Objectives Early brain injury (EBI) is considered to be one of the main causes of poor outcome in subarachnoid hemorrhage (SAH) patients. Bexarotene is an agonist of retinoid X receptor and plays a protective role in central nervous system diseases. However, the exact role of bexarotene in SAH has not been reported. Therefore, the present study was to determine whether bexarotene administration attenuate EBI after SAH in mice and to explore the underlying mechanism. Methods SAH was induced in C57BL/6 mice by endovascular perforation. Bexarotene was administrated intraperitoneally. Neurological score, cell death, microglia activation, and pro-inflammatory cytokines were detected at 24 h after SAH. The expression of PPARγ was measured by Western blot. Results Results showed that bexarotene significantly improved neurological score after SAH. In addition, the number of cell death and activated microglia were significantly reduced by bexarotene administration.
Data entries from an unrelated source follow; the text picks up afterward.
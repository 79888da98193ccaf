// Export modules for use in tests
pub mod annotate;
pub mod app;
pub mod comments;
pub mod document;
pub mod event_source;
pub mod export;
pub mod layout;
pub mod notification;
pub mod overlay;
pub mod panic_handler;
pub mod parsing;
pub mod settings;
pub mod source;
pub mod storage;
pub mod theme;
pub mod widget;

#[cfg(any(test, feature = "test-utils"))]
pub mod test_utils;

pub use app::{App, AppAction, ContentState, run_app_with_event_source};
//! Decides which rendered blocks carry a comment overlay.
//!
//! Only five block kinds are ever intercepted. Of those, a block gets an
//! overlay iff it starts in the first column of the source, which singles out
//! top-level paragraphs, headings, blockquotes and list items; nested
//! constructs render unwrapped.

use log::debug;

use crate::document::{Block, HeadingLevel, SourcePosition};

#[derive(Debug, Clone, Copy, PartialEq, Eq, Hash)]
pub enum BlockKind {
    Paragraph,
    H2,
    H3,
    Blockquote,
    ListItem,
}

impl BlockKind {
    pub fn tag(self) -> &'static str {
        match self {
            BlockKind::Paragraph => "p",
            BlockKind::H2 => "h2",
            BlockKind::H3 => "h3",
            BlockKind::Blockquote => "blockquote",
            BlockKind::ListItem => "li",
        }
    }

    pub fn from_heading(level: HeadingLevel) -> Option<Self> {
        match level {
            HeadingLevel::H2 => Some(BlockKind::H2),
            HeadingLevel::H3 => Some(BlockKind::H3),
            _ => None,
        }
    }

    /// The intercepted kind of a block, if any. List items are not blocks of
    /// their own in the document tree; callers use [`BlockKind::ListItem`]
    /// directly for them.
    pub fn of(block: &Block) -> Option<Self> {
        match block {
            Block::Paragraph { .. } => Some(BlockKind::Paragraph),
            Block::Heading { level, .. } => Self::from_heading(*level),
            Block::Quote { .. } => Some(BlockKind::Blockquote),
            _ => None,
        }
    }
}

/// The line a block's comments are stored under, plus what kind of block it is.
#[derive(Debug, Clone, Copy, PartialEq, Eq, Hash)]
pub struct Anchor {
    pub kind: BlockKind,
    pub position: SourcePosition,
}

impl Anchor {
    pub fn line(&self) -> u32 {
        self.position.start_line
    }
}

#[derive(Debug, Clone, Copy, PartialEq, Eq)]
pub enum Wrapping {
    Overlay(Anchor),
    Unwrapped(BlockKind),
}

impl Wrapping {
    pub fn anchor(self) -> Option<Anchor> {
        match self {
            Wrapping::Overlay(anchor) => Some(anchor),
            Wrapping::Unwrapped(_) => None,
        }
    }

    pub fn kind(self) -> BlockKind {
        match self {
            Wrapping::Overlay(anchor) => anchor.kind,
            Wrapping::Unwrapped(kind) => kind,
        }
    }
}

pub fn is_commentable(position: Option<SourcePosition>) -> bool {
    matches!(position, Some(p) if p.start_column == 1)
}

pub fn wrap_decision(kind: BlockKind, position: Option<SourcePosition>) -> Wrapping {
    match position {
        Some(position) if is_commentable(Some(position)) => {
            Wrapping::Overlay(Anchor { kind, position })
        }
        Some(_) => Wrapping::Unwrapped(kind),
        None => {
            debug!("<{}> has no source position, rendering without comments", kind.tag());
            Wrapping::Unwrapped(kind)
        }
    }
}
Compared with vehicle-treated mice, bexarotene-treated mice showed reduced pro-inflammatory cytokines after SAH. The expression of PPARγ was significantly increased with bexarotene treatment compared with vehicle-treated controls. Discussion The present study demonstrats that bexarotene administration protects against EBI after SAH, inhibiting cell death, attenuating microglia activation, and alleviating neuroinflammation. The underlying mechanism may partially involve the activation of PPARγ.